二是侵权责任认定难。医疗侵权案件中医疗过失及因果关系的确定是责任认定的关键。对胎儿进行先天畸形的影像学检查主要是通过超声波检查进行,而由于医学技术的局限性,超声波检查诊断存在误差是可能的,而造成这种误差可能性的原因既有客观医学方面的原因,也有检查医师主观经验方面的原因,且医师在医学影像检查诊断上的过错与孩子罹患先天性疾病并无因果关系,故医师检查诊断上的过错对于孕妇因胎儿存在生理缺陷是否必然导致孕妇选择人工终止妊娠的影响程度难以确定。

三是损害赔偿范围确定难。因“错误出生”概念本身是引进西方发达国家的法学概念,此类案件在我国尚属于新类型医疗损害责任案件,原告要求医院赔偿缺陷婴儿的医疗费、康复费、后续治疗费、护理费、营养费、残疾器具费等费用,但该几项费用并未实际发生,原告要求医院赔偿缺陷婴儿的残疾赔偿金及精神损害抚慰金,但是缺陷婴儿的残疾并非医院的医疗行为造成,所以不能直接适用《医疗事故处理条例》及《最高人民法院关于审理人身损害赔偿案件适用法律若干问题的解释》等法律规范规定的损害赔偿事项,而对于缺陷婴儿因“错误出生”给婴儿父母造成的医疗费用及教育抚育费用增加的经济损失如何赔偿,我国现行法律没有明确规定也没有指导案例统一司法操作。

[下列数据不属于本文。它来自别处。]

//! Configuration types for depth-frame log conversion.

use serde::{Deserialize, Serialize};

/// Default output log filename, matching the original Kintinuous tooling.
fn default_log_name() -> String {
    "kintinuous.klg".to_string()
}

/// Default deflate effort level (maximum compression).
fn default_level() -> u32 {
    9
}

/// Top-level conversion configuration.
#[derive(Debug, Clone, Serialize, Deserialize)]
pub struct ConvertConfig {
    /// Frame width in samples (X dimension).
    pub width: usize,
    /// Frame height in samples (Y dimension).
    pub height: usize,
    /// Output log filename, created inside the frame directory.
    #[serde(default = "default_log_name")]
    pub log_name: String,
    /// Deflate effort level (0-9, 9 = best compression).
    #[serde(default = "default_level")]
    pub level: u32,
}

impl Default for ConvertConfig {
    fn default() -> Self {
        Self {
            width: 640,
            height: 480,
            log_name: default_log_name(),
            level: default_level(),
        }
    }
}

impl ConvertConfig {
    /// Get samples per frame (width * height).
    #[inline]
    pub fn frame_samples(&self) -> usize {
        self.width * self.height
    }

    /// Get raw frame size in bytes (16-bit samples).
    #[inline]
    pub fn frame_bytes(&self) -> usize {
        self.width * self.height * 2
    }

    /// Validate configuration parameters.
    pub fn validate(&self) -> Result<(), ConfigError> {
        if self.width == 0 || self.height == 0 {
            return Err(ConfigError::InvalidDimensions);
        }
        if self.level > 9 {
            return Err(ConfigError::InvalidLevel(self.level));
        }
        if self.log_name.is_empty() {
            return Err(ConfigError::EmptyLogName);
        }
        Ok(())
    }
}

/// Configuration validation errors.
#[derive(Debug, thiserror::Error)]
pub enum ConfigError {
    #[error("Frame dimensions (width, height) must be non-zero")]
    InvalidDimensions,
    #[error("Deflate level {0} out of range (0-9)")]
    InvalidLevel(u32),
    #[error("Output log name must not be empty")]
    EmptyLogName,
}
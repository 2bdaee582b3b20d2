//! Kintinuous-style `.klg` log format and its append-only writer.
//!
//! # File Format
//!
//! A `.klg` log stores zlib-compressed depth frames back to back:
//!
//! ```text
//! Header (4 bytes):
//!   Frame count: i32 (placeholder 0 on create, patched on finalize)
//!
//! Frame records (frame_count times):
//!   Timestamp: i64       (sequence index in this build)
//!   Depth size: i32      (N, compressed bytes)
//!   Image size: i32      (M, always 0 in this build)
//!   Depth data: N bytes  (one zlib stream per frame)
//!   Image data: M bytes  (absent when M = 0)
//! ```
//!
//! All integers are little-endian, fixed width, no padding.

mod format;
mod writer;

pub use format::{LogHeader, RecordHeader};
pub use writer::{LogStats, LogWriter};
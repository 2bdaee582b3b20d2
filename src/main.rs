//! Kinlog CLI - Convert a directory of raw depth frames into one .klg log.

use std::error::Error;
use std::fs;
use std::path::Path;

use kinlog::convert::{CONFIG_FILE_NAME, convert_dir};
use kinlog::schema::ConvertConfig;

fn main() {
    env_logger::init();

    // Optional JSON config next to the frames; defaults match the original
    // capture rig (640x480, kintinuous.klg)
    let config: ConvertConfig = if Path::new(CONFIG_FILE_NAME).exists() {
        let config_str = fs::read_to_string(CONFIG_FILE_NAME).unwrap_or_else(|e| {
            eprintln!("Error reading {}: {}", CONFIG_FILE_NAME, e);
            std::process::exit(2);
        });
        serde_json::from_str(&config_str).unwrap_or_else(|e| {
            eprintln!("Error parsing {}: {}", CONFIG_FILE_NAME, e);
            std::process::exit(2);
        })
    } else {
        ConvertConfig::default()
    };

    println!("Kinlog depth converter");
    println!("======================");
    println!(
        "Frame: {}x{} ({} raw bytes)",
        config.width,
        config.height,
        config.frame_bytes()
    );
    println!("Output: {}", config.log_name);
    println!();

    match convert_dir(".", &config) {
        Ok(stats) => {
            println!();
            println!("Wrote {}: {}", config.log_name, stats);
        }
        Err(e) => {
            eprintln!("Error: {}", e);
            let mut cause = e.source();
            while let Some(c) = cause {
                eprintln!("  caused by: {}", c);
                cause = c.source();
            }
            std::process::exit(e.exit_code());
        }
    }
}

四是双方达成调解难。“错误出生”案件在法国、德国、荷兰、加拿大、澳大利亚等发达国家时有发生,但其最后的判决无一例外都引起非常大的争议。因为缺陷婴儿的“错误出生”往往导致一个家庭一辈子的承重负担,所以缺陷婴儿的父母容易情绪失控,加之老百姓的观念中其花费了大量精力和金钱进行产前筛查就是期望获得一个健康的孩子,其对于产前筛查的技术局限往往不理解或者不愿意理解,而当前又没有统一的法律规范进行规定,受害方对赔偿的期望往往特别高,而医院认为产前筛查本来就是一个误差较大的辅助检查手段,这是科学和经验的局限不可避免,婴儿出现缺陷也是其自身发育造成,所以其不愿赔偿或仅愿意少培,所以双方的期望差距甚远,双方很难达成调解。

因“错误出生”引发的案件,并不是像普通医疗侵权案件那样,直接侵害孕妇或胎儿的生命健康权,但医院的过错行为有可能导致有残疾的孩子实际出生,使父母不得不面对抚养残疾孩子生长的现实。因为在医患关系中,就医者对具有专业知识和医疗水平的医院抱有相当高的期望和信赖,医院的诊断意见往往会直接左右孕妇夫妇的生育决策。

错误出生,是一个非常严峻的问题。因此,普及宣传孕期保健知识和了解畸形儿发生的原因与预防是十分关键的。但是,正确处理因产前检查失误引发的纠纷,还产前检查一个良好氛围,也是解决错误出生的有效手段之一。